- _WHAT IS EXPECTED_
Search the material for the word "FromStr" and copy each line that holds it.

- _DATASET RECORDS_
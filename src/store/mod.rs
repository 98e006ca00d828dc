//! Time-series store: point model, line protocol, and writer clients.

mod influx;
pub mod line_protocol;
mod memory;
mod point;

use std::time::Duration;

use async_trait::async_trait;
use thiserror::Error;

pub use influx::{InfluxClient, InfluxConfig};
pub use line_protocol::Precision;
pub use memory::MemoryStore;
pub use point::{Point, PointError, DEVICE_MEASUREMENT, DEVICE_TAG};

/// Errors returned by a [`PointWriter`].
#[derive(Debug, Error)]
pub enum StoreError {
    #[error("Store client is closed")]
    Closed,

    #[error("Store request timed out after {0:?}")]
    Timeout(Duration),

    #[error("Store transport error: {0}")]
    Transport(String),

    #[error("Store rejected write with status {status}: {body}")]
    Server { status: u16, body: String },

    #[error("Invalid point: {0}")]
    InvalidPoint(#[from] PointError),

    #[error("Invalid store URL: {0}")]
    InvalidUrl(String),
}

impl StoreError {
    /// Errors that may succeed on a later attempt.
    pub fn is_transient(&self) -> bool {
        match self {
            Self::Timeout(_) | Self::Transport(_) => true,
            Self::Server { status, .. } => *status >= 500,
            _ => false,
        }
    }
}

/// Destination for points.
///
/// Implementations must accept concurrent `write` calls: the consumer may
/// have several deliveries in flight when writes are slower than the
/// collection interval.
#[async_trait]
pub trait PointWriter: Send + Sync {
    /// Write a single point.
    async fn write(&self, point: &Point) -> Result<(), StoreError>;

    /// Check that the store is reachable.
    async fn ping(&self) -> Result<(), StoreError>;

    /// Release the connection. Later writes fail with [`StoreError::Closed`].
    /// Calling it again is a no-op.
    async fn close(&self) -> Result<(), StoreError>;
}
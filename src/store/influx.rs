//! InfluxDB 1.x HTTP write client.

use std::fmt;
use std::sync::atomic::{AtomicBool, Ordering};
use std::time::Duration;

use async_trait::async_trait;
use reqwest::Url;

use super::line_protocol::{self, Precision};
use super::{Point, PointWriter, StoreError};

/// Connection settings for [`InfluxClient`].
#[derive(Clone, PartialEq, Eq)]
pub struct InfluxConfig {
    pub url: Url,
    pub username: String,
    pub password: String,
    pub database: String,
    pub precision: Precision,
    pub timeout: Duration,
}

impl fmt::Debug for InfluxConfig {
    fn fmt(&self, f: &mut fmt::Formatter<'_>) -> fmt::Result {
        f.debug_struct("InfluxConfig")
            .field("url", &self.url.as_str())
            .field("username", &self.username)
            .field("password", &"<redacted>")
            .field("database", &self.database)
            .field("precision", &self.precision)
            .field("timeout", &self.timeout)
            .finish()
    }
}

/// Writes points one line at a time to `/write`.
///
/// Backed by a pooled `reqwest::Client`, so concurrent writes share
/// connections.
pub struct InfluxClient {
    http: reqwest::Client,
    config: InfluxConfig,
    write_url: Url,
    ping_url: Url,
    closed: AtomicBool,
}

impl InfluxClient {
    pub fn new(config: InfluxConfig) -> Result<Self, StoreError> {
        let http = reqwest::Client::builder()
            .timeout(config.timeout)
            .build()
            .map_err(|e| StoreError::Transport(e.to_string()))?;

        let mut write_url = endpoint(&config.url, "write")?;
        write_url
            .query_pairs_mut()
            .append_pair("db", &config.database)
            .append_pair("precision", config.precision.as_str());
        let ping_url = endpoint(&config.url, "ping")?;

        Ok(Self {
            http,
            config,
            write_url,
            ping_url,
            closed: AtomicBool::new(false),
        })
    }

    pub fn config(&self) -> &InfluxConfig {
        &self.config
    }

    pub fn is_closed(&self) -> bool {
        self.closed.load(Ordering::Acquire)
    }

    fn authorize(&self, request: reqwest::RequestBuilder) -> reqwest::RequestBuilder {
        if self.config.username.is_empty() {
            request
        } else {
            request.basic_auth(&self.config.username, Some(&self.config.password))
        }
    }

    fn transport_error(&self, e: reqwest::Error) -> StoreError {
        if e.is_timeout() {
            StoreError::Timeout(self.config.timeout)
        } else {
            StoreError::Transport(e.to_string())
        }
    }

    async fn check_status(response: reqwest::Response) -> Result<(), StoreError> {
        let status = response.status();
        if status.is_success() {
            return Ok(());
        }
        let body = response.text().await.unwrap_or_default();
        Err(StoreError::Server {
            status: status.as_u16(),
            body: body.trim().to_string(),
        })
    }
}

#[async_trait]
impl PointWriter for InfluxClient {
    async fn write(&self, point: &Point) -> Result<(), StoreError> {
        if self.is_closed() {
            return Err(StoreError::Closed);
        }
        let line = line_protocol::encode(point, self.config.precision)?;

        let request = self.authorize(self.http.post(self.write_url.clone())).body(line);
        let response = request.send().await.map_err(|e| self.transport_error(e))?;
        Self::check_status(response).await
    }

    async fn ping(&self) -> Result<(), StoreError> {
        if self.is_closed() {
            return Err(StoreError::Closed);
        }
        let request = self.authorize(self.http.get(self.ping_url.clone()));
        let response = request.send().await.map_err(|e| self.transport_error(e))?;
        Self::check_status(response).await
    }

    async fn close(&self) -> Result<(), StoreError> {
        if !self.closed.swap(true, Ordering::AcqRel) {
            tracing::info!(url = %self.config.url, "influx client closed");
        }
        Ok(())
    }
}

/// `base` with `segment` appended to its path.
fn endpoint(base: &Url, segment: &str) -> Result<Url, StoreError> {
    let mut url = base.clone();
    url.set_query(None);
    url.path_segments_mut()
        .map_err(|_| StoreError::InvalidUrl(base.to_string()))?
        .pop_if_empty()
        .push(segment);
    Ok(url)
}
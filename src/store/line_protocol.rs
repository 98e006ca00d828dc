//! InfluxDB line protocol encoding.
//!
//! `measurement[,tag=value...] field=value[,field=value...] timestamp`
//!
//! Tags and fields are emitted in sorted key order. Float fields use the
//! shortest representation that round-trips.

use std::fmt::Write as _;
use std::str::FromStr;

use serde::Serialize;
use thiserror::Error;

use super::point::{Point, PointError};

/// Timestamp resolution of written points.
#[derive(Debug, Clone, Copy, Default, PartialEq, Eq, Serialize)]
pub enum Precision {
    Nanoseconds,
    Microseconds,
    Milliseconds,
    #[default]
    Seconds,
    Minutes,
    Hours,
}

#[derive(Debug, Clone, PartialEq, Eq, Error)]
#[error("Unknown precision {0:?} (expected ns, u, ms, s, m or h)")]
pub struct ParsePrecisionError(String);

impl Precision {
    /// Value of the `precision` query parameter.
    pub fn as_str(&self) -> &'static str {
        match self {
            Self::Nanoseconds => "ns",
            Self::Microseconds => "u",
            Self::Milliseconds => "ms",
            Self::Seconds => "s",
            Self::Minutes => "m",
            Self::Hours => "h",
        }
    }
}

impl FromStr for Precision {
    type Err = ParsePrecisionError;

    fn from_str(s: &str) -> Result<Self, Self::Err> {
        match s.trim() {
            "ns" | "n" => Ok(Self::Nanoseconds),
            "u" | "us" | "µs" => Ok(Self::Microseconds),
            "ms" => Ok(Self::Milliseconds),
            "s" => Ok(Self::Seconds),
            "m" => Ok(Self::Minutes),
            "h" => Ok(Self::Hours),
            other => Err(ParsePrecisionError(other.to_string())),
        }
    }
}

/// Render one point as a single line (no trailing newline).
pub fn encode(point: &Point, precision: Precision) -> Result<String, PointError> {
    let mut line = String::with_capacity(64);
    escape_into(&mut line, point.measurement(), &[',', ' ']);

    for (key, value) in point.tags() {
        line.push(',');
        escape_into(&mut line, key, &[',', '=', ' ']);
        line.push('=');
        escape_into(&mut line, value, &[',', '=', ' ']);
    }

    let mut separator = ' ';
    for (key, value) in point.fields() {
        line.push(separator);
        separator = ',';
        escape_into(&mut line, key, &[',', '=', ' ']);
        // Writing to a String can not fail.
        let _ = write!(line, "={value}");
    }

    let _ = write!(line, " {}", timestamp(point, precision)?);
    Ok(line)
}

fn timestamp(point: &Point, precision: Precision) -> Result<i64, PointError> {
    let ts = point.timestamp();
    let value = match precision {
        Precision::Nanoseconds => ts
            .timestamp_nanos_opt()
            .ok_or(PointError::TimestampOutOfRange(ts))?,
        Precision::Microseconds => ts.timestamp_micros(),
        Precision::Milliseconds => ts.timestamp_millis(),
        Precision::Seconds => ts.timestamp(),
        Precision::Minutes => ts.timestamp() / 60,
        Precision::Hours => ts.timestamp() / 3600,
    };
    Ok(value)
}

fn escape_into(out: &mut String, s: &str, special: &[char]) {
    for c in s.chars() {
        if special.contains(&c) {
            out.push('\\');
        }
        out.push(c);
    }
}
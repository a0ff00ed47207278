//! HTTP client for the service registry API.

use crate::error::{ErrorBody, TransportError};
use reqwest::{Client, Response, StatusCode, Url};
use serde::de::DeserializeOwned;
use shared_types::{Discovery, RegistrationAck, ServiceRecord, ServiceRegistration};
use std::time::Duration;
use tracing::debug;

/// Default per-call timeout for registry calls.
pub const REGISTRY_CALL_TIMEOUT: Duration = Duration::from_secs(5);

#[derive(Debug, Clone)]
pub struct RegistryClient {
    http: Client,
    base_url: String,
    timeout: Duration,
}

impl RegistryClient {
    pub fn new(base_url: impl Into<String>) -> Result<Self, TransportError> {
        let http = Client::builder()
            .timeout(REGISTRY_CALL_TIMEOUT)
            .connect_timeout(Duration::from_secs(2))
            .build()
            .map_err(|e| TransportError::Http(e.to_string()))?;

        Ok(Self {
            http,
            base_url: base_url.into().trim_end_matches('/').to_string(),
            timeout: REGISTRY_CALL_TIMEOUT,
        })
    }

    pub fn base_url(&self) -> &str {
        &self.base_url
    }

    fn url(&self, path: &str) -> String {
        format!("{}{}", self.base_url, path)
    }

    /// `{base}/{route}/{name}` with `name` percent-encoded as one path
    /// segment, so `/`, `?` and `#` in a name never change the route.
    fn named_url(&self, route: &str, name: &str) -> Result<String, TransportError> {
        let mut url = Url::parse(&self.base_url)
            .map_err(|e| TransportError::Http(format!("invalid registry url {}: {e}", self.base_url)))?;
        url.path_segments_mut()
            .map_err(|_| TransportError::Http(format!("registry url {} cannot take a path", self.base_url)))?
            .pop_if_empty()
            .push(route)
            .push(name);
        Ok(url.into())
    }

    async fn send(
        &self,
        request: reqwest::RequestBuilder,
        url: &str,
    ) -> Result<Response, TransportError> {
        request
            .send()
            .await
            .map_err(|e| TransportError::from_reqwest(e, url, self.timeout))
    }

    /// Turns a response into `T`, mapping 404 and 503 onto typed errors.
    async fn decode<T: DeserializeOwned>(
        response: Response,
        name: &str,
    ) -> Result<T, TransportError> {
        let status = response.status();
        let body = response
            .text()
            .await
            .map_err(|e| TransportError::Http(e.to_string()))?;

        match status {
            s if s.is_success() => {
                serde_json::from_str(&body).map_err(|e| TransportError::Decode(e.to_string()))
            }
            StatusCode::NOT_FOUND => Err(TransportError::NotFound(name.to_string())),
            StatusCode::SERVICE_UNAVAILABLE => Err(TransportError::Unavailable {
                name: name.to_string(),
                detail: serde_json::from_str::<ErrorBody>(&body)
                    .map(|e| e.detail)
                    .unwrap_or(body),
            }),
            other => Err(TransportError::Status {
                status: other.as_u16(),
                body,
            }),
        }
    }

    /// `GET /health` on the registry itself.
    pub async fn health(&self) -> bool {
        let url = self.url("/health");
        match self.send(self.http.get(&url), &url).await {
            Ok(resp) => resp.status().is_success(),
            Err(_) => false,
        }
    }

    pub async fn register(
        &self,
        registration: &ServiceRegistration,
    ) -> Result<RegistrationAck, TransportError> {
        let url = self.url("/register");
        debug!(service = %registration.service_name, registry = %self.base_url, "Registering");
        let resp = self.send(self.http.post(&url).json(registration), &url).await?;
        Self::decode(resp, &registration.service_name).await
    }

    pub async fn heartbeat(&self, name: &str) -> Result<(), TransportError> {
        let url = self.named_url("heartbeat", name)?;
        let resp = self.send(self.http.post(&url), &url).await?;
        Self::decode::<serde_json::Value>(resp, name).await.map(|_| ())
    }

    pub async fn list(&self) -> Result<Vec<ServiceRecord>, TransportError> {
        let url = self.url("/services");
        let resp = self.send(self.http.get(&url), &url).await?;
        Self::decode(resp, "*").await
    }

    pub async fn get(&self, name: &str) -> Result<ServiceRecord, TransportError> {
        let url = self.named_url("services", name)?;
        let resp = self.send(self.http.get(&url), &url).await?;
        Self::decode(resp, name).await
    }

    pub async fn discover(&self, name: &str) -> Result<Discovery, TransportError> {
        let url = self.named_url("discover", name)?;
        let resp = self.send(self.http.get(&url), &url).await?;
        Self::decode(resp, name).await
    }

    pub async fn deregister(&self, name: &str) -> Result<(), TransportError> {
        let url = self.named_url("services", name)?;
        let resp = self.send(self.http.delete(&url), &url).await?;
        Self::decode::<serde_json::Value>(resp, name).await.map(|_| ())
    }
}
use thiserror::Error;

/// Backend failure. Never surfaced to callers; the service answers with a
/// placeholder result instead.
#[derive(Debug, Clone, PartialEq, Eq, Error)]
pub enum SearchError {
    #[error("Search backend unavailable: {0}")]
    Unavailable(String),

    #[error("Search backend returned invalid data: {0}")]
    InvalidResponse(String),
}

- _WORKED SOLUTION_
use std::str::FromStr;
impl FromStr for Precision {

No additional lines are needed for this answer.